Louis VI, dit le Gros, régnait en France, Henri Ier en Angleterre ; Henri possédait aussi le duché de Normandie ; mais il se vit obligé de passer en France avec toute sa noblesse pour défendre ses droits et ses domaines. Après avoir mis ordre à ses affaires en Normandie, et avoir généreusement récompensé les chevaliers normands qui avaient combattu pour lui, Henri songea à reprendre le chemin de l’Angleterre, et fit réunir une flotte nombreuse à Barfleur.

Le roi allait s’embarquer, lorsqu’un Normand, Thomas fils d’Étienne, se présenta devant lui et, lui offrant en hommage un marc d’or, il lui dit :

— Mon père, Étienne, fils d’Érard, a servi le vôtre sur mer toute sa vie.
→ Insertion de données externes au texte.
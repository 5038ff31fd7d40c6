//! End-to-end tests of the Dynaquery data layer.
//!
//! Every test builds its own [`MemStore`], so tests share nothing and run in
//! parallel. Set `RUST_LOG=dynaquery_core=debug` to watch pagination rounds.

use std::sync::{Arc, Once};

use dynaquery_core::config::DataLayerConfig;
use dynaquery_core::index::SecondaryIndex;
use dynaquery_core::repository::{EntityDefinition, Record, Repository};
use dynaquery_memstore::{IndexSchema, KeyAttribute, MemStore, TableSchema};
use dynaquery_model::StoreClient;
use dynaquery_model::types::ScalarAttributeType;
use serde_json::Value;

static INIT: Once = Once::new();

/// Table every test entity lives in.
pub const TABLE: &str = "app-data";

/// Index over `status` (partition) and `amount` (sort).
pub const STATUS_INDEX: &str = "byStatus";

/// Initialize tracing (once).
pub fn init_tracing() {
    INIT.call_once(|| {
        tracing_subscriber::fmt()
            .with_env_filter(
                tracing_subscriber::EnvFilter::try_from_default_env()
                    .unwrap_or_else(|_| tracing_subscriber::EnvFilter::new("warn")),
            )
            .with_test_writer()
            .init();
    });
}

/// A store holding the shared table and its status index.
#[must_use]
pub fn new_store() -> Arc<MemStore> {
    init_tracing();
    let store = Arc::new(MemStore::new());
    store
        .create_table(
            TableSchema::new(TABLE, KeyAttribute::s("featurePartition"))
                .with_sort_key(KeyAttribute::s("id"))
                .with_index(
                    IndexSchema::new(STATUS_INDEX, KeyAttribute::s("status"))
                        .with_sort_key(KeyAttribute::n("amount")),
                ),
        )
        .unwrap_or_else(|e| panic!("failed to create table {TABLE}: {e}"));
    store
}

/// A repository for `partition` entities with default configuration.
#[must_use]
pub fn repository(store: &Arc<MemStore>, partition: &str) -> Repository {
    repository_with(store, partition, DataLayerConfig::default())
}

/// A repository for `partition` entities with the status index declared.
#[must_use]
pub fn repository_with(
    store: &Arc<MemStore>,
    partition: &str,
    config: DataLayerConfig,
) -> Repository {
    let entity = EntityDefinition::builder()
        .table_name(TABLE)
        .partition_value(partition)
        .secondary_indexes(vec![SecondaryIndex::new(
            STATUS_INDEX,
            "status",
            "amount",
            ScalarAttributeType::N,
        )])
        .build();
    Repository::new(entity, Arc::clone(store) as Arc<dyn StoreClient>, config)
}

/// Creates every record through the repository.
pub async fn seed(repo: &Repository, records: Vec<Value>) -> anyhow::Result<Vec<Record>> {
    let mut created = Vec::with_capacity(records.len());
    for record in records {
        created.push(repo.create(record).await?);
    }
    Ok(created)
}

/// The `id` of every record, in order.
#[must_use]
pub fn ids(records: &[Record]) -> Vec<String> {
    records
        .iter()
        .filter_map(|r| r.get("id").and_then(Value::as_str).map(str::to_owned))
        .collect()
}

mod test_pagination;
mod test_repository;
mod test_scenarios;
mod test_secondary_index;
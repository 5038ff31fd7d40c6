//! Store wire types for Dynaquery.
//!
//! Attribute values, request and response payloads, the store error type, and
//! the [`StoreClient`] trait every store backend implements. The data layer in
//! `dynaquery-core` only depends on this crate, never on a concrete client.
#![allow(clippy::doc_markdown)]
#![allow(clippy::module_name_repetitions)]

pub mod attribute_value;
pub mod client;
pub mod error;
pub mod input;
pub mod marshal;
pub mod operations;
pub mod output;
pub mod types;

pub use attribute_value::AttributeValue;
pub use client::StoreClient;
pub use error::{StoreError, StoreErrorCode};
pub use operations::StoreOperation;
pub use types::{Item, Key};
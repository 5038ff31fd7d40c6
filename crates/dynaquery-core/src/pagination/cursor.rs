//! Cursor codec.
//!
//! A cursor token is `base64(json(last_evaluated_key))`, where the JSON is
//! the typed attribute-value map, e.g. `{"id":{"S":"a1"}}`. Decoding also
//! accepts plain document values (`{"id":"a1"}`), as produced by document
//! style clients.

use base64::Engine;
use base64::engine::general_purpose::STANDARD;
use serde_json::{Map, Value};

use dynaquery_model::marshal::to_attribute_value;
use dynaquery_model::{AttributeValue, Key};

/// Errors raised while encoding or decoding a cursor token.
#[derive(Debug, thiserror::Error)]
pub enum CursorError {
    /// The token is not valid base64.
    #[error("Cursor is not valid base64: {0}")]
    Base64(#[from] base64::DecodeError),
    /// The decoded bytes are not a JSON key map.
    #[error("Cursor does not hold a key map: {0}")]
    Json(#[from] serde_json::Error),
    /// The decoded key map has no attributes.
    #[error("Cursor holds an empty key")]
    EmptyKey,
    /// A key attribute is not a string, number or binary value.
    #[error("Cursor attribute {field} is not a key value")]
    NotAKeyValue {
        /// The offending attribute.
        field: String,
    },
}

/// Encodes a continuation key as a cursor token.
///
/// # Errors
///
/// Returns [`CursorError::EmptyKey`] for an empty key; an empty key means
/// "no more data" and must not be handed out as a cursor.
pub fn encode_cursor(key: &Key) -> Result<String, CursorError> {
    if key.is_empty() {
        return Err(CursorError::EmptyKey);
    }
    let json = serde_json::to_vec(key)?;
    Ok(STANDARD.encode(json))
}

/// Decodes a cursor token, returning `None` for anything malformed.
#[must_use]
pub fn decode_cursor(token: &str) -> Option<Key> {
    try_decode_cursor(token).ok()
}

/// Decodes a cursor token, reporting why it is malformed.
///
/// # Errors
///
/// Returns a [`CursorError`] when the token is not base64, not a JSON
/// object, an empty object, or holds a value that cannot be a key.
pub fn try_decode_cursor(token: &str) -> Result<Key, CursorError> {
    let bytes = STANDARD.decode(token.trim())?;
    let body: Map<String, Value> = serde_json::from_slice(&bytes)?;
    if body.is_empty() {
        return Err(CursorError::EmptyKey);
    }
    body.iter()
        .map(|(field, value)| key_attribute(field, value))
        .collect()
}

fn key_attribute(field: &str, value: &Value) -> Result<(String, AttributeValue), CursorError> {
    // Key values are scalars, so an object can only be a typed attribute.
    let attribute = match value {
        Value::Object(_) => serde_json::from_value::<AttributeValue>(value.clone())?,
        plain => to_attribute_value(plain),
    };
    if !attribute.is_key_scalar() {
        return Err(CursorError::NotAKeyValue {
            field: field.to_owned(),
        });
    }
    Ok((field.to_owned(), attribute))
}
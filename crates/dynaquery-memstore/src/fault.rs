//! Call accounting and scripted faults.
//!
//! Tests use these hooks to make the store misbehave the way a real one
//! does under load: failing a specific call, leaving part of a batch
//! unprocessed, or evaluating fewer items per read than asked.

use std::collections::HashMap;

use dashmap::DashMap;
use parking_lot::Mutex;

use dynaquery_model::{StoreError, StoreErrorCode, StoreOperation};

#[derive(Debug)]
struct PlannedFailure {
    operation: StoreOperation,
    calls_left: usize,
    code: StoreErrorCode,
}

/// Counts calls per operation and fires scripted faults.
#[derive(Debug, Default)]
pub struct FaultPlan {
    calls: DashMap<StoreOperation, usize>,
    failures: Mutex<Vec<PlannedFailure>>,
    unprocessed: Mutex<HashMap<StoreOperation, usize>>,
    evaluation_ceiling: Mutex<Option<usize>>,
}

impl FaultPlan {
    /// Records one call of `operation` and fails it if a failure is due.
    ///
    /// # Errors
    ///
    /// Returns the scripted [`StoreError`] when this is the call it targets.
    pub fn record(&self, operation: StoreOperation) -> Result<(), StoreError> {
        *self.calls.entry(operation).or_default() += 1;

        let mut failures = self.failures.lock();
        let mut fired = None;
        for (i, failure) in failures.iter_mut().enumerate() {
            if failure.operation != operation {
                continue;
            }
            failure.calls_left = failure.calls_left.saturating_sub(1);
            if failure.calls_left == 0 && fired.is_none() {
                fired = Some(i);
            }
        }
        match fired {
            Some(i) => {
                let failure = failures.remove(i);
                Err(StoreError::with_message(
                    failure.code,
                    format!("injected failure on {operation}"),
                ))
            }
            None => Ok(()),
        }
    }

    /// Fails the `nth` next call of `operation` (1 is the very next call).
    pub fn fail_nth(&self, operation: StoreOperation, nth: usize, code: StoreErrorCode) {
        self.failures.lock().push(PlannedFailure {
            operation,
            calls_left: nth.max(1),
            code,
        });
    }

    /// Makes the next batch call of `operation` leave `count` entries
    /// unprocessed.
    pub fn leave_unprocessed(&self, operation: StoreOperation, count: usize) {
        self.unprocessed.lock().insert(operation, count);
    }

    /// Takes the pending unprocessed count for `operation`.
    pub fn take_unprocessed(&self, operation: StoreOperation) -> usize {
        self.unprocessed.lock().remove(&operation).unwrap_or(0)
    }

    /// Caps how many items a single read evaluates.
    pub fn set_evaluation_ceiling(&self, ceiling: Option<usize>) {
        *self.evaluation_ceiling.lock() = ceiling;
    }

    /// Combines a requested limit with the ceiling.
    #[must_use]
    pub fn effective_limit(&self, requested: Option<usize>) -> Option<usize> {
        match (requested, *self.evaluation_ceiling.lock()) {
            (Some(a), Some(b)) => Some(a.min(b)),
            (a, b) => a.or(b),
        }
    }

    /// Calls of `operation` so far, including failed ones.
    #[must_use]
    pub fn call_count(&self, operation: StoreOperation) -> usize {
        self.calls.get(&operation).map_or(0, |count| *count)
    }
}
Ce fut mon père qui, sur son vaisseau, transporta le duc Guillaume en Angleterre lorsqu’il alla combattre Harold. Il reçut à titre de récompense l’office de pilote du roi, sa vie durant, et fut comblé d’honneurs et de biens. Plaise à vous, seigneur roi, de m’accorder en fief le même office ; j’ai là pour votre royal service un vaisseau bien équipé qu’on appelle la Blanche-Nef.

Le roi répondit :

— Ta requête me plaît. J’ai choisi le vaisseau sur lequel je passerai et n’en veux point changer ; mais je te confie ce que j’ai de plus cher au monde, mes fils Guillaume et Richard, ainsi qu’une partie de la noblesse de mon royaume.

Lorsqu’ils apprirent l’heureux résultat de cette démarche, les matelots de la Blanche-Nef allèrent saluer les fils du roi ; et ceux-ci s’empressèrent de leur faire donner trois muids de vin pour se réjouir ensemble. Ils burent tellement qu’ils se trouvèrent bientôt très excités.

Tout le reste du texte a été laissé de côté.